Activity:
Please tally every line in the listing below where the word "crates" appears, then give the number and nothing more.

Data to use:

______

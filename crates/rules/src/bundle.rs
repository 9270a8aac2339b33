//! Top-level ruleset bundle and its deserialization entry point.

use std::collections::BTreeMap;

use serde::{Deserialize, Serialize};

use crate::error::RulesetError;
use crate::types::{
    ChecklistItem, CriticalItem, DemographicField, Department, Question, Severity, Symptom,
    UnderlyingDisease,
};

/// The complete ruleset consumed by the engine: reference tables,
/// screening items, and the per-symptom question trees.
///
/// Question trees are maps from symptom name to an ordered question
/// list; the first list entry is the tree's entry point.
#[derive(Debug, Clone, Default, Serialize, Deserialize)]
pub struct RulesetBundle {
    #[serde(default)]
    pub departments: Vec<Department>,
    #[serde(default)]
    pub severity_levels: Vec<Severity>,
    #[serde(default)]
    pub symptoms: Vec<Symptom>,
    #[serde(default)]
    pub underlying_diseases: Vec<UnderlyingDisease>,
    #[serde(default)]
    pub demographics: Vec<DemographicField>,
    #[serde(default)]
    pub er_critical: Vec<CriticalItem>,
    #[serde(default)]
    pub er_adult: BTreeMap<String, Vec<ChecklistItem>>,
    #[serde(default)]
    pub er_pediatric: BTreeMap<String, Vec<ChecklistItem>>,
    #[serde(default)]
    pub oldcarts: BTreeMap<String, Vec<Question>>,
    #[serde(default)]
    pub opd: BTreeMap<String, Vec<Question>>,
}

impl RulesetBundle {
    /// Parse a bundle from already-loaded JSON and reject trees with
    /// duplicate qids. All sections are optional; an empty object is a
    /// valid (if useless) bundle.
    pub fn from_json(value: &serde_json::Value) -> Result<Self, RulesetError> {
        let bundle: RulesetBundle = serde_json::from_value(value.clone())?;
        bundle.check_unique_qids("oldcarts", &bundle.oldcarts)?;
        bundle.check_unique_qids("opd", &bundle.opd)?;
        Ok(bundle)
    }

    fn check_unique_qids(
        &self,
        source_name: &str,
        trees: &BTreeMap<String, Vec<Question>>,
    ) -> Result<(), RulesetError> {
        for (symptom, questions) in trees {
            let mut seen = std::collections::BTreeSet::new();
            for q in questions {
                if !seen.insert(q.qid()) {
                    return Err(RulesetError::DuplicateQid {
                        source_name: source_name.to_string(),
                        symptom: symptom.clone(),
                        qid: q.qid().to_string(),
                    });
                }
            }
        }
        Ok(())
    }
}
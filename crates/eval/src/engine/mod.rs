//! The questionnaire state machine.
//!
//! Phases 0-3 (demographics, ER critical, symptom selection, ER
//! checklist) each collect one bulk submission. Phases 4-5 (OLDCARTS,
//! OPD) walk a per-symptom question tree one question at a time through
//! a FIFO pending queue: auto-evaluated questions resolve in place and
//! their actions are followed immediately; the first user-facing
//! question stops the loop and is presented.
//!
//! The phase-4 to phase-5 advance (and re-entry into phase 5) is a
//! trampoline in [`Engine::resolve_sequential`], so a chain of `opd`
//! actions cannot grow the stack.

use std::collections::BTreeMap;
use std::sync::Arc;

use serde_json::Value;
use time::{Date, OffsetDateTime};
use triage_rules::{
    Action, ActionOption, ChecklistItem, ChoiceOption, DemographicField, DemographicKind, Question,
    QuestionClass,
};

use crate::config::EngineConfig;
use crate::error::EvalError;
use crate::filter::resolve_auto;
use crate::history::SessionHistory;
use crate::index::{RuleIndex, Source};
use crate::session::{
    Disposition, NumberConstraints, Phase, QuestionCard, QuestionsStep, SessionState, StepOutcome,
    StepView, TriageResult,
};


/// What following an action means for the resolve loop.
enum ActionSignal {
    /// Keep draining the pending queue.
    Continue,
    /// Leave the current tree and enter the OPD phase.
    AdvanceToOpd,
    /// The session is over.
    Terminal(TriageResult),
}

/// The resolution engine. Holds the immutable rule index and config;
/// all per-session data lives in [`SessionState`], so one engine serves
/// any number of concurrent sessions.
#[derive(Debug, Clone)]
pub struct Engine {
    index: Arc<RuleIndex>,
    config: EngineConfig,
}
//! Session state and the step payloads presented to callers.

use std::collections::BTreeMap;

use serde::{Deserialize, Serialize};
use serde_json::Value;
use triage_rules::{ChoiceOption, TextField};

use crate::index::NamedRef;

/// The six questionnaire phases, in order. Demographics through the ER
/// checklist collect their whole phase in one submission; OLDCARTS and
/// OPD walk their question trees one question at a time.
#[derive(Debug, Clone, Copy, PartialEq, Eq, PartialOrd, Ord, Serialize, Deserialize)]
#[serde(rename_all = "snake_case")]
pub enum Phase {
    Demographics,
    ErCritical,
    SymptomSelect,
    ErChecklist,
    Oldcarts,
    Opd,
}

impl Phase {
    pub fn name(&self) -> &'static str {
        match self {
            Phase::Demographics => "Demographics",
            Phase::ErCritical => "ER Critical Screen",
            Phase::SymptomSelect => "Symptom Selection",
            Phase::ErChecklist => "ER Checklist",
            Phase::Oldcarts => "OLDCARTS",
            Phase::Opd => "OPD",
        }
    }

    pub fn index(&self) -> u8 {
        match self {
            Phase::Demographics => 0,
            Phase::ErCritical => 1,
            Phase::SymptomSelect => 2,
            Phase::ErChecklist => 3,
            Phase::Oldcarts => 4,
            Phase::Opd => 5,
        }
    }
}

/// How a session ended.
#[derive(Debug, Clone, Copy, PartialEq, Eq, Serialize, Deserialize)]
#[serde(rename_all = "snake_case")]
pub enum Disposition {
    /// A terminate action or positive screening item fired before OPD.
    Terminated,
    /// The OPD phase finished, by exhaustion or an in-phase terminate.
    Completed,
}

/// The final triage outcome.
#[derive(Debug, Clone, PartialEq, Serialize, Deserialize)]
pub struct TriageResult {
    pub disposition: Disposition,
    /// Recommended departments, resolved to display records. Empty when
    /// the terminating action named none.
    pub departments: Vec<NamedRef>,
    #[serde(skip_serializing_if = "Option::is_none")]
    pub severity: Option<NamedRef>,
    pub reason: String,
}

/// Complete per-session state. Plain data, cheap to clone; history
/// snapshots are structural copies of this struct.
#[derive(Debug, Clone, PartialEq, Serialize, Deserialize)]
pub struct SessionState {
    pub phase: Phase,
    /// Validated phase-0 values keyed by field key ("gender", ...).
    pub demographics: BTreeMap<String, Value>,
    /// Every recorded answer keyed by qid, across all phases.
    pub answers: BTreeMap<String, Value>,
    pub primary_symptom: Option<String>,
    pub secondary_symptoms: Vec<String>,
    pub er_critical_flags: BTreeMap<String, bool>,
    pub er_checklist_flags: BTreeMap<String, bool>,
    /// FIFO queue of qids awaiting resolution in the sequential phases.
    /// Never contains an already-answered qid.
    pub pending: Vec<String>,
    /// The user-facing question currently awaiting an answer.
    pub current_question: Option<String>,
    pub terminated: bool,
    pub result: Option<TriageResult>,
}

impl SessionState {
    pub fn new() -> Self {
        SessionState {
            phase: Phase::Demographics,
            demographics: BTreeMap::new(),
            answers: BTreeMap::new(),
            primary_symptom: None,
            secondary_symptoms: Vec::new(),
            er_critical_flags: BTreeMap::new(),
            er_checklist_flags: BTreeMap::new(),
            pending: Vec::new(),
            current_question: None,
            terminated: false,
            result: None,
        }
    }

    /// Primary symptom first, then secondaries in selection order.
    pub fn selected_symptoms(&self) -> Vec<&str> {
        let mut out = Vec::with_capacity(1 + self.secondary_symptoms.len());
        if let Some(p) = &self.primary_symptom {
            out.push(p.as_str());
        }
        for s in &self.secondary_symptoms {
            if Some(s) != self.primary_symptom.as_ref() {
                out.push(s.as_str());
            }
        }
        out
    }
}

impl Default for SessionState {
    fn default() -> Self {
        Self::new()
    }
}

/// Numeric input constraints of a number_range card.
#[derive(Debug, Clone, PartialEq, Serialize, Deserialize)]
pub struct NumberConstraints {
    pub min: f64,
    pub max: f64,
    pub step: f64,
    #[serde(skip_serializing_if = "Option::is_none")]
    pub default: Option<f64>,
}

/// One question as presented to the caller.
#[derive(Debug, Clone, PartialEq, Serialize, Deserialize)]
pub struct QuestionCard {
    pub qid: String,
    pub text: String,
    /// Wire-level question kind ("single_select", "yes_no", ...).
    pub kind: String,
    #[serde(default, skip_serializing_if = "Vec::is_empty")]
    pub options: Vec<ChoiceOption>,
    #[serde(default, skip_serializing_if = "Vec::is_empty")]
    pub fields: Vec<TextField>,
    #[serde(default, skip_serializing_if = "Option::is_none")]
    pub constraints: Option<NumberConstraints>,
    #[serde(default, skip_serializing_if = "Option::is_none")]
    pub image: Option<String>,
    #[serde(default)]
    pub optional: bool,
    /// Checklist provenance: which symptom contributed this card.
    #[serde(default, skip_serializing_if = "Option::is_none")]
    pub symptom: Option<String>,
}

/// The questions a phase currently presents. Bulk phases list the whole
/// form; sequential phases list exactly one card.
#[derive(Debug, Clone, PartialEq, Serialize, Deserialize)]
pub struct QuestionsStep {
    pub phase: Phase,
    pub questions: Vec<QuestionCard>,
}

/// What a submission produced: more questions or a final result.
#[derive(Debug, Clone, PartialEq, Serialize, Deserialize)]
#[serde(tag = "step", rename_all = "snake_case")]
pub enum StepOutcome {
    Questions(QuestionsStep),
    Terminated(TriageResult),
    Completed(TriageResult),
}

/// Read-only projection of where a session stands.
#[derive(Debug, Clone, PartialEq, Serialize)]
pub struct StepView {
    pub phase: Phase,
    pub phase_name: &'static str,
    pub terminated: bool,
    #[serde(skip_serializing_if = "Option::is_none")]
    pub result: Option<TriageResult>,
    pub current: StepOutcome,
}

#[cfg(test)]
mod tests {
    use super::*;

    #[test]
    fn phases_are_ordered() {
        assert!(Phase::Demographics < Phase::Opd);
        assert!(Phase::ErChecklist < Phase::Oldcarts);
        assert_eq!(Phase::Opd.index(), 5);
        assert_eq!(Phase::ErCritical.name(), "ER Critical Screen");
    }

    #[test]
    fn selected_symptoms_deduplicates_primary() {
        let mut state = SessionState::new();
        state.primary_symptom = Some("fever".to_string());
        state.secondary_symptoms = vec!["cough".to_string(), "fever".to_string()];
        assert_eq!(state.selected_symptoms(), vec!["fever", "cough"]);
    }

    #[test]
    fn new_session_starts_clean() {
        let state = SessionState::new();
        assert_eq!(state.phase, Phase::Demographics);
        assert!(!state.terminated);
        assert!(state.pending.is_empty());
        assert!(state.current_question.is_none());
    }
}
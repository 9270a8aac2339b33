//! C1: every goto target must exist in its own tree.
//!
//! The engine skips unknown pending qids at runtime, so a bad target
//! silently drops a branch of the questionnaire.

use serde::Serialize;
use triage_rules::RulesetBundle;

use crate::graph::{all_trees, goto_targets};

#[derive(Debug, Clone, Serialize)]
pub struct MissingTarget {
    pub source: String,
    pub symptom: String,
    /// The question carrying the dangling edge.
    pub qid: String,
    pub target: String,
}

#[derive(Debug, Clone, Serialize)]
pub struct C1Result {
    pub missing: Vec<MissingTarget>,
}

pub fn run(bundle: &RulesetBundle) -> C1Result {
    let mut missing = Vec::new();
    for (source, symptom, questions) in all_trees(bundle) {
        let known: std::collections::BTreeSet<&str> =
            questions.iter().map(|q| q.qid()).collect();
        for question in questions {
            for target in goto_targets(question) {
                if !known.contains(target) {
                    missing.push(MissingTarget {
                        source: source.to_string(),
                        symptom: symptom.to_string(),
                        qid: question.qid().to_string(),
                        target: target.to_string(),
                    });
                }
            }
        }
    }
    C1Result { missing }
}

______

Solution to this exercise:
2